Chinese hedge funds add $ 200 billion, Wall Street

CHINA ARCHITECTURE

Photographer: Johannes Eisele / AFP / Getty Images

China’s army of small hedge funds is pushing its better-known foreign competitors further ahead, with exorbitant profits helping them attract more assets.

The nearly 15,000 funds offered by Chinese executives averaged 30% last year, with the best performers rising tenfold, according to Shenzhen PaiPaiWang Investment & Management Co., which dwarfs the average profit of 12% worldwide for hedge funds.
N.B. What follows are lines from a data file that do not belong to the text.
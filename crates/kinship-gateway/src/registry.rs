use std::collections::HashSet;
use std::fmt;

use dashmap::DashMap;
use uuid::Uuid;

/// Opaque id of one live socket. The registry never sees the socket itself.
#[derive(Debug, Clone, Copy, PartialEq, Eq, Hash)]
pub struct ConnectionHandle(Uuid);

impl ConnectionHandle {
    pub fn new() -> Self {
        Self(Uuid::new_v4())
    }
}

impl Default for ConnectionHandle {
    fn default() -> Self {
        Self::new()
    }
}

impl fmt::Display for ConnectionHandle {
    fn fmt(&self, f: &mut fmt::Formatter<'_>) -> fmt::Result {
        write!(f, "{}", self.0)
    }
}

/// Maps a user to the set of their live connection handles.
///
/// A user is online iff their set is non-empty. Implementations must
/// serialise mutations for the same user.
pub trait ConnectionRegistry: Send + Sync {
    /// Add `handle` to the user's set. Returns true when this is the user's
    /// first live connection. Registering the same handle twice is a no-op.
    fn register(&self, user_id: Uuid, handle: ConnectionHandle) -> bool;

    /// Remove `handle`. Returns true when the user has no connections left,
    /// which is the cue for offline debounce.
    fn unregister(&self, user_id: Uuid, handle: ConnectionHandle) -> bool;

    /// Snapshot of the user's live handles, possibly empty.
    fn handles_for(&self, user_id: Uuid) -> Vec<ConnectionHandle>;

    fn is_online(&self, user_id: Uuid) -> bool {
        !self.handles_for(user_id).is_empty()
    }
}

/// Single-process registry. DashMap shards lock per key, so connect and
/// disconnect for one user are linearised without a global lock.
#[derive(Default)]
pub struct LocalRegistry {
    users: DashMap<Uuid, HashSet<ConnectionHandle>>,
}

impl LocalRegistry {
    pub fn new() -> Self {
        Self::default()
    }
}

impl ConnectionRegistry for LocalRegistry {
    fn register(&self, user_id: Uuid, handle: ConnectionHandle) -> bool {
        let mut handles = self.users.entry(user_id).or_default();
        let first = handles.is_empty();
        handles.insert(handle);
        first
    }

    fn unregister(&self, user_id: Uuid, handle: ConnectionHandle) -> bool {
        // Entries are dropped as soon as they empty out.
        let mut now_empty = false;
        self.users.remove_if_mut(&user_id, |_, handles| {
            handles.remove(&handle);
            now_empty = handles.is_empty();
            now_empty
        });
        now_empty
    }

    fn handles_for(&self, user_id: Uuid) -> Vec<ConnectionHandle> {
        self.users
            .get(&user_id)
            .map(|handles| handles.iter().copied().collect())
            .unwrap_or_default()
    }

    fn is_online(&self, user_id: Uuid) -> bool {
        self.users
            .get(&user_id)
            .is_some_and(|handles| !handles.is_empty())
    }
}

#[cfg(test)]
mod tests {
    use super::*;
    use std::sync::Arc;

    #[test]
    fn unknown_user_is_offline() {
        let registry = LocalRegistry::new();
        let user = Uuid::new_v4();
        assert!(!registry.is_online(user));
        assert!(registry.handles_for(user).is_empty());
    }

    #[test]
    fn register_brings_user_online() {
        let registry = LocalRegistry::new();
        let user = Uuid::new_v4();
        let handle = ConnectionHandle::new();

        assert!(registry.register(user, handle));
        assert!(registry.is_online(user));
        assert!(!registry.register(user, handle));
        assert_eq!(registry.handles_for(user), vec![handle]);
    }

    #[test]
    fn stays_online_while_another_device_is_connected() {
        let registry = LocalRegistry::new();
        let user = Uuid::new_v4();
        let (h1, h2) = (ConnectionHandle::new(), ConnectionHandle::new());

        registry.register(user, h1);
        assert!(!registry.register(user, h2));
        assert!(!registry.unregister(user, h1));
        assert!(registry.is_online(user));
        assert_eq!(registry.handles_for(user), vec![h2]);

        assert!(registry.unregister(user, h2));
        assert!(!registry.is_online(user));
    }

    #[test]
    fn unregistering_a_stranger_is_harmless() {
        let registry = LocalRegistry::new();
        let user = Uuid::new_v4();
        let live = ConnectionHandle::new();
        registry.register(user, live);

        assert!(!registry.unregister(user, ConnectionHandle::new()));
        assert!(!registry.unregister(Uuid::new_v4(), live));
        assert!(registry.is_online(user));
    }

    #[test]
    fn concurrent_connects_for_one_user_are_all_kept() {
        let registry = Arc::new(LocalRegistry::new());
        let user = Uuid::new_v4();

        let threads: Vec<_> = (0..8)
            .map(|_| {
                let registry = registry.clone();
                std::thread::spawn(move || {
                    let handle = ConnectionHandle::new();
                    registry.register(user, handle)
                })
            })
            .collect();
        let firsts = threads
            .into_iter()
            .map(|t| t.join().unwrap())
            .filter(|first| *first)
            .count();

        assert_eq!(firsts, 1);
        assert_eq!(registry.handles_for(user).len(), 8);
    }
}
pub mod ack;
pub mod auth;
pub mod connection;
pub mod dispatcher;
pub mod error;
pub mod gateway;
pub mod presence;
pub mod registry;
pub mod router;
pub mod store;
pub mod typing;

pub use error::ChatError;
pub use gateway::{Gateway, GatewayConfig};
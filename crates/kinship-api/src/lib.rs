pub mod auth;
pub mod chats;
pub mod friends;
pub mod middleware;

use axum::{
    Router,
    http::StatusCode,
    middleware::from_fn_with_state,
    routing::{get, post},
};
use tracing::error;

use crate::auth::AppState;
use crate::middleware::require_auth;

/// REST routes: public auth endpoints plus the bearer-protected friend and
/// chat endpoints.
pub fn router(state: AppState) -> Router {
    let public_routes = Router::new()
        .route("/auth/register", post(auth::register))
        .route("/auth/login", post(auth::login));

    let protected_routes = Router::new()
        .route("/friends", get(friends::list_friends))
        .route("/friends/{user_id}", post(friends::add_friend))
        .route("/chat/group", post(chats::create_group))
        .route("/chat/group/{chat_id}", get(chats::get_group_chat))
        .route("/chat/{user_id}", get(chats::get_direct_chat))
        .layer(from_fn_with_state(state.clone(), require_auth));

    Router::new()
        .merge(public_routes)
        .merge(protected_routes)
        .with_state(state)
}

/// Run a blocking database call off the async runtime.
pub(crate) async fn blocking<T, F>(f: F) -> Result<T, StatusCode>
where
    F: FnOnce() -> anyhow::Result<T> + Send + 'static,
    T: Send + 'static,
{
    tokio::task::spawn_blocking(f)
        .await
        .map_err(|e| {
            error!("spawn_blocking join error: {}", e);
            StatusCode::INTERNAL_SERVER_ERROR
        })?
        .map_err(|e| {
            error!("database error: {:#}", e);
            StatusCode::INTERNAL_SERVER_ERROR
        })
}
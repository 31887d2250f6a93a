use thiserror::Error;

use kinship_types::events::{GatewayEvent, PayloadError};

/// Failures of a single gateway command.
///
/// Everything except `Unauthenticated` is reported to the initiating
/// connection as a `custom_error` event and leaves the connection open.
/// `Unauthenticated` only occurs while setting a connection up.
#[derive(Debug, Error)]
pub enum ChatError {
    #[error("recipient is not a friend or a group you belong to")]
    RecipientInvalid,

    #[error("chat not found")]
    ChatNotFound,

    #[error("message is not the latest message in this chat")]
    MessageMismatch,

    #[error("message already seen")]
    AlreadySeen,

    /// Storage failed; the cause is logged where it happened and not sent to
    /// clients.
    #[error("storage unavailable, try again")]
    PersistenceFailure,

    #[error("invalid payload: {0}")]
    InvalidPayload(#[from] PayloadError),

    #[error("invalid or expired credentials")]
    Unauthenticated,
}

impl ChatError {
    pub fn code(&self) -> &'static str {
        match self {
            Self::RecipientInvalid => "RECIPIENT_INVALID",
            Self::ChatNotFound => "CHAT_NOT_FOUND",
            Self::MessageMismatch => "MESSAGE_MISMATCH",
            Self::AlreadySeen => "ALREADY_SEEN",
            Self::PersistenceFailure => "PERSISTENCE_FAILURE",
            Self::InvalidPayload(_) => "INVALID_PAYLOAD",
            Self::Unauthenticated => "UNAUTHENTICATED",
        }
    }

    /// Benign conflicts the client may ignore or retry after a refresh.
    pub fn is_conflict(&self) -> bool {
        matches!(self, Self::MessageMismatch | Self::AlreadySeen)
    }

    pub fn to_event(&self) -> GatewayEvent {
        GatewayEvent::CustomError {
            code: self.code().to_string(),
            message: self.to_string(),
        }
    }
}
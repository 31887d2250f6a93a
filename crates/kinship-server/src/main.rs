mod config;

use std::collections::HashMap;
use std::sync::Arc;

use axum::{
    Router,
    body::Body,
    extract::{Query, State, WebSocketUpgrade},
    http::{HeaderMap, Request, StatusCode, header},
    response::{IntoResponse, Response},
    routing::get,
};
use tower_http::cors::CorsLayer;
use tower_http::trace::TraceLayer;
use tracing::{Span, info, warn};

use kinship_api::auth::{AppState, AppStateInner};
use kinship_db::Database;
use kinship_gateway::connection;
use kinship_gateway::{Gateway, GatewayConfig};

use crate::config::Config;

#[tokio::main]
async fn main() -> anyhow::Result<()> {
    // Load .env if present
    let _ = dotenvy::dotenv();

    // Init logging
    tracing_subscriber::fmt()
        .with_env_filter(
            tracing_subscriber::EnvFilter::try_from_default_env()
                .unwrap_or_else(|_| "kinship=debug,tower_http=debug".into()),
        )
        .init();

    let config = Config::from_env()?;

    // Init database
    let db = Arc::new(Database::open(&config.db_path)?);

    // Shared state
    let mut gateway_config = GatewayConfig::new(config.jwt_secret.clone());
    gateway_config.offline_debounce = config.presence_debounce;
    let gateway = Gateway::with_database(gateway_config, db.clone());

    let app_state: AppState = Arc::new(AppStateInner {
        db,
        jwt_secret: config.jwt_secret.clone(),
        token_ttl_days: config.token_ttl_days,
    });

    let ws_route = Router::new()
        .route("/gateway", get(ws_upgrade))
        .with_state(gateway);

    let app = Router::new()
        .merge(kinship_api::router(app_state))
        .merge(ws_route)
        .layer(CorsLayer::permissive())
        .layer(TraceLayer::new_for_http().make_span_with(request_span));

    let addr = config.addr()?;
    info!("Kinship server listening on {}", addr);

    let listener = tokio::net::TcpListener::bind(addr).await?;
    axum::serve(listener, app).await?;

    Ok(())
}

/// Request span without the query string: `/gateway` may carry the access
/// token there.
fn request_span(req: &Request<Body>) -> Span {
    tracing::debug_span!(
        "request",
        method = %req.method(),
        path = %req.uri().path(),
        version = ?req.version(),
    )
}

/// Authenticate before upgrading: the token comes from the `Authorization`
/// header, or the `authorization` query parameter for browser sockets.
async fn ws_upgrade(
    State(gateway): State<Gateway>,
    headers: HeaderMap,
    Query(params): Query<HashMap<String, String>>,
    ws: WebSocketUpgrade,
) -> Response {
    let token = headers
        .get(header::AUTHORIZATION)
        .and_then(|v| v.to_str().ok())
        .map(str::to_string)
        .or_else(|| params.get("authorization").cloned());

    let Some(token) = token else {
        return StatusCode::UNAUTHORIZED.into_response();
    };

    match gateway.authenticate(&token).await {
        Ok(user) => ws
            .on_upgrade(move |socket| connection::handle_connection(socket, gateway, user))
            .into_response(),
        Err(e) => {
            warn!("gateway upgrade refused: {}", e);
            StatusCode::UNAUTHORIZED.into_response()
        }
    }
}
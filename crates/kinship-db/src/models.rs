use chrono::{DateTime, Utc};
use uuid::Uuid;

/// Database row types. Chat documents are assembled straight into
/// `kinship_types::models::Chat`; only the user row (which carries the
/// password hash) stays DB-private.
pub struct UserRow {
    pub id: String,
    pub username: String,
    pub password: String,
    pub created_at: String,
}

/// Result of the tail-message compare-and-set.
#[derive(Debug, Clone, PartialEq)]
pub enum SeenOutcome {
    /// The tail flipped from unseen to seen. Carries every participant so the
    /// caller can fan the receipt out.
    Marked {
        seen_at: DateTime<Utc>,
        participants: Vec<Uuid>,
    },
    /// Chat missing, or the caller is not a participant.
    ChatNotFound,
    /// The id is not the chat's current tail (or the chat has no messages).
    NotTail,
    /// The tail was already seen; `seen_at` is the original time.
    AlreadySeen { seen_at: Option<DateTime<Utc>> },
}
The performance is another obstacle for global funds such as Bridgewater Associates and Two Sigma, which have struggled to grow China’s hedge fund market in China by 3.8 trillion yuan ($ 588 billion) since it opened to foreign companies four years ago. Local funds added a record 1.3 billion yuan to assets last year.

“Foreign players are disabled in China,” said Yan Hong, director of the China Hedge Fund Research Center at the Shanghai Advanced Institute of Finance. Although many world funds are ‘patient’, given the potential wealth to crack the Chinese market, their persistently small size contributes to regulatory constraints, making it difficult to distinguish them.

The early economic recovery of China as a result of the pandemic fueled stock market and commodity rallies, which led to the returns of all eight hedge fund strategies. Macro funds, which trade in asset classes, performed best, yielding an average of 41%, compared to the world average of 10%.